30 luglio 2010

I'm a loser baby, so why don't you kill me?


Picture by Iguana Jo.
Speravo di riuscire a rimandare il tutto a dopo le vacanze, ma visto l'interesse che si spande per la rete come olio nel golfo del Messico, chi sono io per privarvi della mia indispensabile opinione? Molliamo gli indugi, che qua si parla di perdenti, falliti e scarti sociali in genere.

Tutto nasce da un'uscita strana di Elvezio Sciallis (vedi post su Shaun of the Dead, qui e su Malpertuis) e dai successivi dubbi su cosa sia un perdente e se un perdente si possa considerare tale, a prescindere dalla sua consapevolezza della propria condizione di perdente. La questione è stata poi rilanciata da un post di Davide Mana che riporta il discorso su un piano decisamente terreno.

Diciamolo subito. La figura del perdente è essenzialmente una figura retorica, un artificio narrativo, un utilissimo escamotage drammatico, ma nella vita vera il perdente non esiste.
In fondo voi, quanti perdenti conoscete? Nessuno, immagino, che sono sempre gli altri quelli che perdono.
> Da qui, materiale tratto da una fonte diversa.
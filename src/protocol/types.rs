//! SPTP mode flags and message identifiers

use std::fmt;

use super::MESSAGE_ID_SIZE;

/// Mode flags carried in the second byte of every message
#[derive(Debug, Clone, Copy, Default, PartialEq, Eq, Hash)]
pub struct Mode(u8);

impl Mode {
    /// Valid mode bits mask
    pub const VALID_MASK: u8 = Self::CHUNKED | Self::GZIPPED;
    /// Payload was split into a chunk set
    pub const CHUNKED: u8 = 1 << 0;
    /// Payload is gzip-compressed (whole payload, before chunking)
    pub const GZIPPED: u8 = 1 << 1;

    /// Create empty mode
    #[must_use]
    pub const fn new() -> Self {
        Self(0)
    }

    /// Create from byte
    #[must_use]
    pub const fn from_u8(value: u8) -> Option<Self> {
        if value & !Self::VALID_MASK == 0 {
            Some(Self(value))
        } else {
            None
        }
    }

    /// Convert to byte
    #[must_use]
    pub const fn as_u8(self) -> u8 {
        self.0
    }

    /// Set a flag
    #[must_use]
    pub const fn with(mut self, flag: u8) -> Self {
        debug_assert!(flag & !Self::VALID_MASK == 0, "invalid mode bit");
        self.0 |= flag;
        self
    }

    /// Check if flag is set
    #[must_use]
    pub const fn has(self, flag: u8) -> bool {
        (self.0 & flag) != 0
    }

    /// Check if chunked
    #[must_use]
    pub const fn is_chunked(self) -> bool {
        self.has(Self::CHUNKED)
    }

    /// Check if gzipped
    #[must_use]
    pub const fn is_gzipped(self) -> bool {
        self.has(Self::GZIPPED)
    }
}

impl fmt::Display for Mode {
    fn fmt(&self, f: &mut fmt::Formatter<'_>) -> fmt::Result {
        match (self.is_chunked(), self.is_gzipped()) {
            (false, false) => write!(f, "NONE"),
            (true, false) => write!(f, "CHUNKED"),
            (false, true) => write!(f, "GZIPPED"),
            (true, true) => write!(f, "CHUNKED | GZIPPED"),
        }
    }
}

/// Random correlation token shared by every chunk of one payload
#[derive(Debug, Clone, Copy, Default, PartialEq, Eq, Hash)]
pub struct MessageId([u8; MESSAGE_ID_SIZE]);

impl MessageId {
    /// Wrap raw id bytes
    #[must_use]
    pub const fn from_bytes(bytes: [u8; MESSAGE_ID_SIZE]) -> Self {
        Self(bytes)
    }

    /// Raw id bytes
    #[must_use]
    pub const fn as_bytes(&self) -> &[u8; MESSAGE_ID_SIZE] {
        &self.0
    }
}

impl fmt::Display for MessageId {
    fn fmt(&self, f: &mut fmt::Formatter<'_>) -> fmt::Result {
        for byte in self.0 {
            write!(f, "{byte:02x}")?;
        }
        Ok(())
    }
}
Facciamo un passo indietro. Quand'è stata la prima volta che avete sentito il termine perdente riferito non a un evento sportivo ma alla riuscita della propria esistenza? Da quand'è che la vita si considera una gara?
Elementare (si fa per dire…): da quando il modello capitalista è uscito dalle sfere dell'alta finanza e dal suo guscio nordamericano per diffondersi capillarmente in ogni aspetto della nostra esistenza. Da quando abbiamo iniziato ad annusare il benessere e la carota in fondo al bastone è diventata sempre più concreta e reale. Da quando i vincitori hanno capito che senza gli sconfitti la vittoria non conta.
Non che prima del modello americano la competizione non esistesse, solo non aveva assunto quella componente totalizzante che la contraddistingue ora.

Ma se il perdente non esiste, la nostra percezione di vittoria o sconfitta sociale è vera e reale. Modulabile e modulare. Per ognuno di noi che non si sente adeguato alla gara sociale (di qualunque gara si tratti) c'è sempre qualcuno che se la passa peggio: per quello che non si può permettere il SUV c'è quello che gira con la Dacia, per l'impiegato frustrato c'è l'operaio alla catena, per quello che va in ferie a Rimini c'è quello che rimane a casa, per noi che leggiamo i libri c'è quello al bar con la gazzetta. La figura del Perdente è lo strumento di controllo sociale per eccellenza, scarica le frustrazioni verso il basso, riduce le responsabilità personali, consolida il ruolo del vincitore.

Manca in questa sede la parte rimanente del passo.